Pelangi yang Dipantulkan (Reflected Rainbow)
Pelangi yang dipantulkan (reflected rainbow) adalah pelangi yang dipantulkan oleh permukaan lain yang ada di hadapan pengamat (misalnya permukaan air). Sehingga pengamat akan melihat pelangi di langit dan di permukaan air.
Pelangi dari Cahaya Bulan (Lunar Bow)
Pelangi dari cahaya bulan atau biasa disebut lunar bow adalah pelangi yang dihasilkan oleh cahaya yang dipantulkan dari permukaan bulan (bukan dari sinar matahari langsung) dan dihasilkan dari pembiasan oleh kelembaban di udara. Relatif samar, karena jumlah cahaya yang lebih sedikit yang dipantulkan oleh permukaan bulan. Mereka selalu berada di sisi yang berlawanan dari bulan di langit.
2. Fenomena dengan medium perantara optik kristal es
Cahaya matahari yang jatuh di permukaan kristal es, sebagian akan masuk ke dalam kristal dan mengalami refraksi dan sebagian lagi akan dipantulkan (refleksi). Masing-masing peristiwa itu akan membawa fenomena tersendiri. Hal lain yang akan mempengaruhi jenis fenomena optik kristal es ini adalah bentuk kristal. Di atmosfer bentuk kristal es yang paling sederhana adalah bentuk pensil (prisma) dan bentuk lempeng (plate).

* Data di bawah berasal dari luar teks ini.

#[actix_web::test]
async fn logging_respects_the_cooldown() {
    let memory = memory_app();
    let app = actix_test::init_service(test_app(&memory)).await;
    let mut browser = Browser::default();
    let user = browser.register(&app, "ranger", "trailhead").await;
    let cache = seed_cache(memory.store.as_ref(), user, "Porter", CacheStatus::Approved).await;
    let info: CacheInfoPage = browser
        .json(
            &app,
            actix_test::TestRequest::get().uri(&format!("/cache_info/{cache}")),
        )
        .await;

    let first: LogResponse = browser
        .json(&app, actix_test::TestRequest::put().uri(&info.log_cache_url))
        .await;
    assert!(first.log.is_some());
    let second: LogResponse = browser
        .json(&app, actix_test::TestRequest::put().uri(&info.log_cache_url))
        .await;
    assert!(second.log.is_none());
    let timer: TimerResponse = browser
        .json(&app, actix_test::TestRequest::get().uri(&info.check_timer_url))
        .await;
    assert!(timer.disabled);

    memory.clock.advance(Duration::from_secs(16 * 60));
    let timer: TimerResponse = browser
        .json(&app, actix_test::TestRequest::get().uri(&info.check_timer_url))
        .await;
    assert!(!timer.disabled);
    let third: LogResponse = browser
        .json(&app, actix_test::TestRequest::put().uri(&info.log_cache_url))
        .await;
    assert!(third.log.is_some());

    let logs: LogsResponse = browser
        .json(&app, actix_test::TestRequest::get().uri(&info.get_logs_url))
        .await;
    assert_eq!(logs.logs.len(), 2);
    assert!(logs.logs.iter().all(|log| log.first_name == "ranger"));
    let limited: LogsResponse = browser
        .json(
            &app,
            actix_test::TestRequest::get().uri(&format!("{}?limit=1", info.get_logs_url)),
        )
        .await;
    assert_eq!(limited.logs.len(), 1);
}

#[actix_web::test]
async fn generated_cache_urls_open_the_detail_page() {
    let memory = memory_app();
    let app = actix_test::init_service(test_app(&memory)).await;
    let mut browser = Browser::default();
    let user = browser.register(&app, "ranger", "trailhead").await;
    let cache = seed_cache(memory.store.as_ref(), user, "Porter", CacheStatus::Approved).await;
    let pending = seed_cache(memory.store.as_ref(), user, "Quarry", CacheStatus::Pending).await;

    let map: MapPage = browser
        .json(&app, actix_test::TestRequest::get().uri("/map"))
        .await;
    let generated: UrlResponse = browser
        .json(
            &app,
            actix_test::TestRequest::get()
                .uri(&format!("{}&cache_id={cache}", map.generate_cache_url)),
        )
        .await;
    let info: CacheInfoPage = browser
        .json(&app, actix_test::TestRequest::get().uri(&generated.url))
        .await;
    assert_eq!(info.cache_id, cache.get());

    let res = browser
        .send(
            &app,
            actix_test::TestRequest::get().uri(&format!("/cache_info/{pending}")),
        )
        .await;
    assert_eq!(res.status(), StatusCode::SEE_OTHER);
    assert_eq!(location(&res), Some("/map"));
}

#[actix_web::test]
async fn bookmarks_page_lists_saved_caches_with_signed_links() {
    let memory = memory_app();
    let app = actix_test::init_service(test_app(&memory)).await;
    let mut browser = Browser::default();
    let user = browser.register(&app, "ranger", "trailhead").await;
    let cache = seed_cache(memory.store.as_ref(), user, "Porter", CacheStatus::Approved).await;
    let info: CacheInfoPage = browser
        .json(
            &app,
            actix_test::TestRequest::get().uri(&format!("/cache_info/{cache}")),
        )
        .await;
    let _: BookmarkedResponse = browser
        .json(
            &app,
            actix_test::TestRequest::put().uri(&info.set_bookmarked_url),
        )
        .await;

    let page: Value = browser
        .json(&app, actix_test::TestRequest::get().uri("/bookmarks"))
        .await;
    let url = page["get_bookmarks_url"].as_str().expect("signed url");
    let listing: BookmarksResponse = browser
        .json(&app, actix_test::TestRequest::get().uri(url))
        .await;
    assert_eq!(listing.bookmarks.len(), 1);
    let href = &listing.bookmarks[0].href;
    assert!(href.starts_with(&format!("/cache_info/{cache}?_signature=")));
}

Jenis kristal es (kiri) dan contoh-contoh peristiwa fenomena optik dengan medium kristal es beserta jenis kristal es yang menyebabkannya (kanan).
Contoh fenomena-fenomena dengan medium kristal es adalah:
Halo 22°
Halo ini adalah halo yang membentuk lingkaran 22° mengelilingi matahari, atau kadangkadang bulan (juga disebut cincin atau halo bulan musim dingin). Halo ini berbentuk oleh sinar matahari yang dibiaskan dalam jutaan kristal es heksagonal yang berada di awan tinggi tipis seperti sirostratus. Halo ini berukuran besar dan yang sering kita lihat di langit.
Halo 46°
Halo jenis ini merupakan halo yang membentuk lingkaran halo 46° dari matahari atau bulan. Sekalipun lebih jarang ditemukan dibandingkan halo 22° tetapi proses pembentukannya sama seperti halo 22°. Yang menentukan apakah halo akan membentuk halo 22° atau halo 46° adalah jalur yang dilalui cahaya ketika melewati kristal es heksagonal. Pada halo 22°, cahaya akan memasuki kristal es dari satu sisi kemudian keluar di sisi lainnya (yang berseberangan).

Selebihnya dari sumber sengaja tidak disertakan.